**What to produce**
All lines from the one that contains "assert_eq!(stats.received, 1);" through the final line of the entries must be repeated exactly. No other lines belong in the output.

**Records supplied**
====

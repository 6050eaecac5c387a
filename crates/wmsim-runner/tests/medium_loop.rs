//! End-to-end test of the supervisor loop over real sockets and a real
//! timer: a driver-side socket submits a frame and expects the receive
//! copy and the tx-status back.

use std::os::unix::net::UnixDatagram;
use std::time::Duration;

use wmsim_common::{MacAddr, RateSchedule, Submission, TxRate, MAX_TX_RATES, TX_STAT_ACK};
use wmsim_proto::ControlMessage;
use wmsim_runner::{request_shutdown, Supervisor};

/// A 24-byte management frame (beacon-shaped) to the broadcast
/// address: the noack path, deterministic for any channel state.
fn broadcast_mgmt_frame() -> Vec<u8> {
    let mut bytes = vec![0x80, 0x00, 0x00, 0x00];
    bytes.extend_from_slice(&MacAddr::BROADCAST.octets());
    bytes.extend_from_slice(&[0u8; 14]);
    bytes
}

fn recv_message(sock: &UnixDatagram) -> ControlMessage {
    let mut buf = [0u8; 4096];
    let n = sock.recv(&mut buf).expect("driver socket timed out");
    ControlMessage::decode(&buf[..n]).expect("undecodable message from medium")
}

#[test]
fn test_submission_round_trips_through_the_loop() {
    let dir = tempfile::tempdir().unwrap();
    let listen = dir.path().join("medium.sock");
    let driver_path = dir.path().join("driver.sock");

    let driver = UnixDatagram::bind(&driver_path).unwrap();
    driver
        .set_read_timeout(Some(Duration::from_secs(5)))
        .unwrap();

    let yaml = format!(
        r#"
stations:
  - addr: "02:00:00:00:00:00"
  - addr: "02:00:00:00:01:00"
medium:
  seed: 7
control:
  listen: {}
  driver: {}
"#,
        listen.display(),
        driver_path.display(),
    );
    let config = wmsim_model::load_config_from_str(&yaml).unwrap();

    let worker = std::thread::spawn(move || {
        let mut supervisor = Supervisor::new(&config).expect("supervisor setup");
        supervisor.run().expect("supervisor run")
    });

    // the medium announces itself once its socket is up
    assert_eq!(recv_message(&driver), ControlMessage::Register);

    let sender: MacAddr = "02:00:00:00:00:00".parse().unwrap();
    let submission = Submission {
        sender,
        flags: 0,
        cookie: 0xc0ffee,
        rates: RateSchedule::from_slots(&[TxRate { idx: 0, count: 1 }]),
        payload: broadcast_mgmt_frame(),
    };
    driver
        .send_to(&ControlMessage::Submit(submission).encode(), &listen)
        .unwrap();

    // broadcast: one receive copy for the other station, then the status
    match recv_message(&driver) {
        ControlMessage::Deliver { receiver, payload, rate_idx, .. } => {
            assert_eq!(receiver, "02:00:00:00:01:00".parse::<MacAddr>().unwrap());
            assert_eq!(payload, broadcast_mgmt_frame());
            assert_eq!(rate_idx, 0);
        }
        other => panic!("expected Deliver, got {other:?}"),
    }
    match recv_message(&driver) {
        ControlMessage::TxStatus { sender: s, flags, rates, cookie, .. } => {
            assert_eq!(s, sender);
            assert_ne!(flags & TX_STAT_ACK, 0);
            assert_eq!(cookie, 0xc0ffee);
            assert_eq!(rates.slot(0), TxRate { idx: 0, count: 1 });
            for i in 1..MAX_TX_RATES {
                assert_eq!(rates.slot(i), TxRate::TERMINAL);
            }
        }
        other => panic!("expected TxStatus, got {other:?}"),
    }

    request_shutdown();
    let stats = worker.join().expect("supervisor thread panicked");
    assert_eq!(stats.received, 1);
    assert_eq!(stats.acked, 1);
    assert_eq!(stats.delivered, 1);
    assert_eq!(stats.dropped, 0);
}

====

**Output of the task**
    assert_eq!(stats.received, 1);
    assert_eq!(stats.acked, 1);
    assert_eq!(stats.delivered, 1);
    assert_eq!(stats.dropped, 0);
}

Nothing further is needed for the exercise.